In the records that follow, find each line with "Deserialize" and pull it out.

Stored data entries:
::::::

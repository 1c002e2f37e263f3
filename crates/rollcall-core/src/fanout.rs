//! Fan-out/fan-in over independent remote calls
//!
//! Every call runs in its own spawned task under its own timeout. The join
//! waits for all of them to settle and returns outcomes in input order.
//! Cancellation stops dispatch of calls not yet started and short-circuits
//! the join; calls already in flight are left to finish on their own.

use crate::config::EngineConfig;
use crate::error::{AttendanceError, TransportError};
use futures::future::join_all;
use std::future::Future;
use std::sync::Arc;
use std::time::Duration;
use tokio::sync::Semaphore;
use tokio_util::sync::CancellationToken;

/// Dispatch limits for one batch
#[derive(Debug, Clone, Copy)]
pub(crate) struct FanOutPolicy {
    pub(crate) timeout: Duration,
    pub(crate) max_in_flight: Option<usize>,
}

impl FanOutPolicy {
    pub(crate) fn from_config(config: &EngineConfig) -> Self {
        Self {
            timeout: config.request_timeout(),
            max_in_flight: config.max_in_flight,
        }
    }
}

enum Dispatch<T> {
    Settled(Result<T, TransportError>),
    NotDispatched,
}

/// Run `op` for every item concurrently and collect each outcome.
///
/// Individual failures are returned in place, never raised.
///
/// # Errors
/// `AttendanceError::Cancelled` if `cancel` fires before or during the batch.
pub(crate) async fn settle_all<I, T, F, Fut>(
    items: Vec<I>,
    policy: FanOutPolicy,
    cancel: &CancellationToken,
    op: F,
) -> Result<Vec<Result<T, TransportError>>, AttendanceError>
where
    I: Send + 'static,
    T: Send + 'static,
    F: Fn(I) -> Fut,
    Fut: Future<Output = Result<T, TransportError>> + Send + 'static,
{
    if cancel.is_cancelled() {
        return Err(AttendanceError::Cancelled);
    }

    let limiter = policy.max_in_flight.map(|n| Arc::new(Semaphore::new(n)));
    let after_ms = u64::try_from(policy.timeout.as_millis()).unwrap_or(u64::MAX);

    let handles: Vec<_> = items
        .into_iter()
        .map(|item| {
            let call = op(item);
            let limiter = limiter.clone();
            let cancel = cancel.clone();
            let timeout = policy.timeout;

            tokio::spawn(async move {
                let _permit = match limiter {
                    Some(semaphore) => match semaphore.acquire_owned().await {
                        Ok(permit) => Some(permit),
                        Err(_) => return Dispatch::NotDispatched,
                    },
                    None => None,
                };
                if cancel.is_cancelled() {
                    return Dispatch::NotDispatched;
                }
                match tokio::time::timeout(timeout, call).await {
                    Ok(outcome) => Dispatch::Settled(outcome),
                    Err(_) => Dispatch::Settled(Err(TransportError::Timeout { after_ms })),
                }
            })
        })
        .collect();

    let joined = tokio::select! {
        biased;
        _ = cancel.cancelled() => return Err(AttendanceError::Cancelled),
        joined = join_all(handles) => joined,
    };

    let mut outcomes = Vec::with_capacity(joined.len());
    for result in joined {
        match result {
            Ok(Dispatch::Settled(outcome)) => outcomes.push(outcome),
            Ok(Dispatch::NotDispatched) => return Err(AttendanceError::Cancelled),
            Err(join_error) => outcomes.push(Err(TransportError::Network(format!(
                "dispatch task failed: {join_error}"
            )))),
        }
    }
    Ok(outcomes)
}
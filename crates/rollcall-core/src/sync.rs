//! Bulk synchronizer
//!
//! Persists an edited roster back to the attendance ledger:
//! - only dirty marks are written; an empty dirty set is rejected up front
//! - novel sessions get `create` writes, established ones get `update` writes
//! - every write is dispatched concurrently and settles on its own
//!
//! The batch is not transactional. When some writes fail the rest stay
//! persisted and the caller receives `AttendanceError::PartialSave`.

use crate::backend::{AttendanceBackend, MarkWrite};
use crate::config::EngineConfig;
use crate::credentials::{require_credential, CredentialProvider};
use crate::error::{AttendanceError, WriteFailure};
use crate::fanout::{settle_all, FanOutPolicy};
use crate::types::{AttendanceMark, SessionId, StudentId};
use serde::Serialize;
use std::sync::Arc;
use tokio_util::sync::CancellationToken;

/// Write operation used for a batch
#[derive(Debug, Clone, Copy, PartialEq, Eq, Serialize)]
#[serde(rename_all = "lowercase")]
pub enum WriteMode {
    /// Session has no records yet
    Create,
    /// Session already has records
    Update,
}

impl WriteMode {
    /// Pick the write mode for a session
    #[inline]
    #[must_use]
    pub fn for_session(novel: bool) -> Self {
        if novel {
            WriteMode::Create
        } else {
            WriteMode::Update
        }
    }

    /// Lowercase name
    #[inline]
    #[must_use]
    pub fn as_str(self) -> &'static str {
        match self {
            WriteMode::Create => "create",
            WriteMode::Update => "update",
        }
    }
}

/// Outcome of a fully successful save
#[derive(Debug, Clone, PartialEq, Eq, Serialize)]
pub struct SyncReport {
    /// Write operation used
    pub mode: WriteMode,
    /// Students written, in roster order
    pub saved: Vec<StudentId>,
}

/// Concurrent create/update writer
pub struct BulkSynchronizer {
    backend: Arc<dyn AttendanceBackend>,
    policy: FanOutPolicy,
}

impl BulkSynchronizer {
    /// Create a synchronizer over `backend`
    #[must_use]
    pub fn new(backend: Arc<dyn AttendanceBackend>, config: &EngineConfig) -> Self {
        Self {
            backend,
            policy: FanOutPolicy::from_config(config),
        }
    }

    /// Save the dirty marks of `marks` to `session_id`.
    ///
    /// # Errors
    /// - `AttendanceError::NothingToSave` when no mark is dirty (no I/O)
    /// - `AttendanceError::MissingCredential` before any write is issued
    /// - `AttendanceError::PartialSave` when one or more writes failed
    /// - `AttendanceError::Cancelled` if `cancel` fires before the join completes
    pub async fn save(
        &self,
        session_id: &SessionId,
        marks: &[AttendanceMark],
        novel: bool,
        credentials: &dyn CredentialProvider,
        cancel: &CancellationToken,
    ) -> Result<SyncReport, AttendanceError> {
        let writes: Vec<MarkWrite> = marks
            .iter()
            .filter(|mark| mark.is_dirty())
            .map(MarkWrite::from_mark)
            .collect();
        if writes.is_empty() {
            return Err(AttendanceError::NothingToSave);
        }
        let credential = require_credential(credentials)?;

        let mode = WriteMode::for_session(novel);
        let attempted = writes.len();
        let student_ids: Vec<StudentId> = writes.iter().map(|w| w.student_id.clone()).collect();
        tracing::debug!(
            session_id = %session_id,
            mode = mode.as_str(),
            attempted,
            "dispatching attendance writes"
        );

        let outcomes = settle_all(writes, self.policy, cancel, |write| {
            let backend = Arc::clone(&self.backend);
            let credential = credential.clone();
            let session_id = session_id.clone();
            async move {
                match mode {
                    WriteMode::Create => backend.create_mark(&credential, &session_id, &write).await,
                    WriteMode::Update => backend.update_mark(&credential, &session_id, &write).await,
                }
            }
        })
        .await?;

        let mut saved = Vec::with_capacity(attempted);
        let mut failures = Vec::new();
        for (student_id, outcome) in student_ids.into_iter().zip(outcomes) {
            match outcome {
                Ok(()) => saved.push(student_id),
                Err(error) => {
                    tracing::warn!(
                        session_id = %session_id,
                        student_id = %student_id,
                        mode = mode.as_str(),
                        %error,
                        "attendance write failed"
                    );
                    failures.push(WriteFailure {
                        student_id,
                        reason: error.to_string(),
                    });
                }
            }
        }

        if failures.is_empty() {
            tracing::info!(session_id = %session_id, mode = mode.as_str(), saved = saved.len(), "attendance saved");
            return Ok(SyncReport { mode, saved });
        }

        tracing::warn!(
            session_id = %session_id,
            failed = failures.len(),
            saved = saved.len(),
            attempted,
            "attendance partially saved"
        );
        Err(AttendanceError::PartialSave {
            failed: failures.len(),
            saved: saved.len(),
            attempted,
            failures,
        })
    }
}

#[cfg(test)]
mod tests {
    use super::*;

    #[test]
    fn novelty_routes_write_mode() {
        assert_eq!(WriteMode::for_session(true), WriteMode::Create);
        assert_eq!(WriteMode::for_session(false), WriteMode::Update);
        assert_eq!(WriteMode::Update.as_str(), "update");
    }

    #[test]
    fn report_serializes_lowercase_mode() {
        let report = SyncReport {
            mode: WriteMode::Create,
            saved: vec![StudentId::new("s1")],
        };
        assert_eq!(
            serde_json::to_value(&report).unwrap(),
            serde_json::json!({"mode": "create", "saved": ["s1"]})
        );
    }
}
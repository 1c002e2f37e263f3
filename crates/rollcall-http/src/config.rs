//! `[http]` configuration table

use rollcall_core::AttendanceError;
use serde::{Deserialize, Serialize};
use std::time::Duration;

/// Base URL used when none is configured
pub const DEFAULT_BASE_URL: &str = "http://localhost:8080/api";

/// Client-level timeout in seconds
pub const DEFAULT_TIMEOUT_SECS: u64 = 15;

/// Connection settings for the remote attendance store
#[derive(Debug, Clone, PartialEq, Eq, Serialize, Deserialize)]
#[serde(default)]
pub struct HttpBackendConfig {
    /// Root of the REST API
    pub base_url: String,
    /// Timeout applied to every request
    pub timeout_secs: u64,
    /// `User-Agent` header
    pub user_agent: String,
}

impl Default for HttpBackendConfig {
    fn default() -> Self {
        Self {
            base_url: DEFAULT_BASE_URL.to_string(),
            timeout_secs: DEFAULT_TIMEOUT_SECS,
            user_agent: format!("rollcall/{}", env!("CARGO_PKG_VERSION")),
        }
    }
}

impl HttpBackendConfig {
    /// With base URL
    #[inline]
    #[must_use]
    pub fn with_base_url(mut self, base_url: impl Into<String>) -> Self {
        self.base_url = base_url.into();
        self
    }

    /// With request timeout
    #[inline]
    #[must_use]
    pub fn with_timeout_secs(mut self, secs: u64) -> Self {
        self.timeout_secs = secs;
        self
    }

    /// Request timeout; never zero
    #[inline]
    #[must_use]
    pub fn timeout(&self) -> Duration {
        Duration::from_secs(self.timeout_secs.max(1))
    }

    /// Parse the `[http]` table of a TOML document
    ///
    /// # Errors
    /// `AttendanceError::Config` on syntax errors or a blank base URL.
    pub fn from_toml_str(source: &str) -> Result<Self, AttendanceError> {
        #[derive(Deserialize)]
        struct Document {
            #[serde(default)]
            http: HttpBackendConfig,
        }

        let document: Document =
            toml::from_str(source).map_err(|e| AttendanceError::Config(e.to_string()))?;
        if document.http.base_url.trim().is_empty() {
            return Err(AttendanceError::Config("http.base_url must not be empty".to_string()));
        }
        Ok(document.http)
    }
}

#[cfg(test)]
mod tests {
    use super::*;

    #[test]
    fn reads_http_table_and_ignores_others() {
        let config = HttpBackendConfig::from_toml_str(
            r#"
            [engine]
            history_window = 50

            [http]
            base_url = "https://school.example/api"
            timeout_secs = 5
            "#,
        )
        .unwrap();

        assert_eq!(config.base_url, "https://school.example/api");
        assert_eq!(config.timeout(), Duration::from_secs(5));
        assert!(config.user_agent.starts_with("rollcall/"));
    }

    #[test]
    fn missing_table_uses_defaults() {
        let config = HttpBackendConfig::from_toml_str("").unwrap();
        assert_eq!(config, HttpBackendConfig::default());
    }

    #[test]
    fn blank_base_url_is_rejected() {
        let result = HttpBackendConfig::from_toml_str("[http]\nbase_url = \"  \"\n");
        assert!(matches!(result, Err(AttendanceError::Config(_))));
    }
}
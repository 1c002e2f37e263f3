//! Rollcall HTTP - REST implementation of `AttendanceBackend`
//!
//! Endpoints, relative to `base_url`:
//! - `GET  /class-sessions/{id}`
//! - `GET  /class-sessions/{id}/attendances`
//! - `GET  /students/{id}/attendances?limit={n}`
//! - `POST /class-sessions/{id}/attendances`
//! - `PUT  /class-sessions/{id}/attendances/{studentId}`
//!
//! Every request carries the batch credential as a bearer token and its own
//! timeout. Non-2xx responses map to `TransportError::Status`.

mod config;

pub use config::{HttpBackendConfig, DEFAULT_BASE_URL, DEFAULT_TIMEOUT_SECS};

use reqwest::{Client, Method, Response, Url};
use rollcall_core::{
    AttendanceBackend, AttendanceError, Credential, MarkWrite, SessionId, StudentId,
    TransportError,
};
use serde_json::Value;
use std::time::Duration;

/// Longest error body kept in `TransportError::Status`
const MAX_ERROR_BODY: usize = 512;

/// `AttendanceBackend` over the remote REST API
#[derive(Debug, Clone)]
pub struct HttpBackend {
    client: Client,
    base_url: Url,
    timeout: Duration,
}

impl HttpBackend {
    /// Build a backend from configuration
    ///
    /// # Errors
    /// `AttendanceError::Config` for an unusable base URL or client setup.
    pub fn new(config: &HttpBackendConfig) -> Result<Self, AttendanceError> {
        let base_url = Url::parse(config.base_url.trim())
            .map_err(|e| AttendanceError::Config(format!("invalid base_url {:?}: {e}", config.base_url)))?;
        if base_url.cannot_be_a_base() {
            return Err(AttendanceError::Config(format!(
                "base_url cannot carry paths: {}",
                config.base_url
            )));
        }

        let timeout = config.timeout();
        let client = Client::builder()
            .timeout(timeout)
            .user_agent(config.user_agent.clone())
            .build()
            .map_err(|e| AttendanceError::Config(format!("http client: {e}")))?;

        Ok(Self {
            client,
            base_url,
            timeout,
        })
    }

    /// Base URL requests are resolved against
    #[inline]
    #[must_use]
    pub fn base_url(&self) -> &Url {
        &self.base_url
    }

    fn endpoint(&self, segments: &[&str]) -> Result<Url, TransportError> {
        let mut url = self.base_url.clone();
        url.path_segments_mut()
            .map_err(|()| TransportError::Network(format!("unusable base url {}", self.base_url)))?
            .pop_if_empty()
            .extend(segments);
        Ok(url)
    }

    async fn send(
        &self,
        method: Method,
        url: Url,
        credential: &Credential,
        body: Option<&MarkWrite>,
    ) -> Result<Response, TransportError> {
        tracing::debug!(%method, %url, "attendance store request");
        let mut request = self
            .client
            .request(method, url)
            .bearer_auth(credential.token());
        if let Some(body) = body {
            request = request.json(body);
        }

        let response = request.send().await.map_err(|e| self.map_error(&e))?;
        let status = response.status();
        if status.is_success() {
            return Ok(response);
        }

        let mut body = response.text().await.unwrap_or_default();
        if body.len() > MAX_ERROR_BODY {
            let cut = (0..=MAX_ERROR_BODY)
                .rev()
                .find(|i| body.is_char_boundary(*i))
                .unwrap_or(0);
            body.truncate(cut);
        }
        Err(TransportError::Status {
            code: status.as_u16(),
            body,
        })
    }

    async fn get_json(&self, url: Url, credential: &Credential) -> Result<Value, TransportError> {
        let response = self.send(Method::GET, url, credential, None).await?;
        response
            .json::<Value>()
            .await
            .map_err(|e| TransportError::Decode(e.to_string()))
    }

    fn map_error(&self, error: &reqwest::Error) -> TransportError {
        if error.is_timeout() {
            TransportError::Timeout {
                after_ms: u64::try_from(self.timeout.as_millis()).unwrap_or(u64::MAX),
            }
        } else if error.is_decode() {
            TransportError::Decode(error.to_string())
        } else {
            TransportError::Network(error.to_string())
        }
    }
}

#[async_trait::async_trait]
impl AttendanceBackend for HttpBackend {
    async fn session_detail(
        &self,
        credential: &Credential,
        session_id: &SessionId,
    ) -> Result<Value, TransportError> {
        let url = self.endpoint(&["class-sessions", session_id.as_str()])?;
        self.get_json(url, credential).await
    }

    async fn session_roster(
        &self,
        credential: &Credential,
        session_id: &SessionId,
    ) -> Result<Value, TransportError> {
        let url = self.endpoint(&["class-sessions", session_id.as_str(), "attendances"])?;
        self.get_json(url, credential).await
    }

    async fn student_history(
        &self,
        credential: &Credential,
        student_id: &StudentId,
        page_size: usize,
    ) -> Result<Value, TransportError> {
        let mut url = self.endpoint(&["students", student_id.as_str(), "attendances"])?;
        url.query_pairs_mut()
            .append_pair("limit", &page_size.to_string());
        self.get_json(url, credential).await
    }

    async fn create_mark(
        &self,
        credential: &Credential,
        session_id: &SessionId,
        write: &MarkWrite,
    ) -> Result<(), TransportError> {
        let url = self.endpoint(&["class-sessions", session_id.as_str(), "attendances"])?;
        self.send(Method::POST, url, credential, Some(write)).await?;
        Ok(())
    }

    async fn update_mark(
        &self,
        credential: &Credential,
        session_id: &SessionId,
        write: &MarkWrite,
    ) -> Result<(), TransportError> {
        let url = self.endpoint(&[
            "class-sessions",
            session_id.as_str(),
            "attendances",
            write.student_id.as_str(),
        ])?;
        self.send(Method::PUT, url, credential, Some(write)).await?;
        Ok(())
    }
}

::::::

Answer for this exercise:
use serde::{Deserialize, Serialize};
#[derive(Debug, Clone, PartialEq, Eq, Serialize, Deserialize)]
        #[derive(Deserialize)]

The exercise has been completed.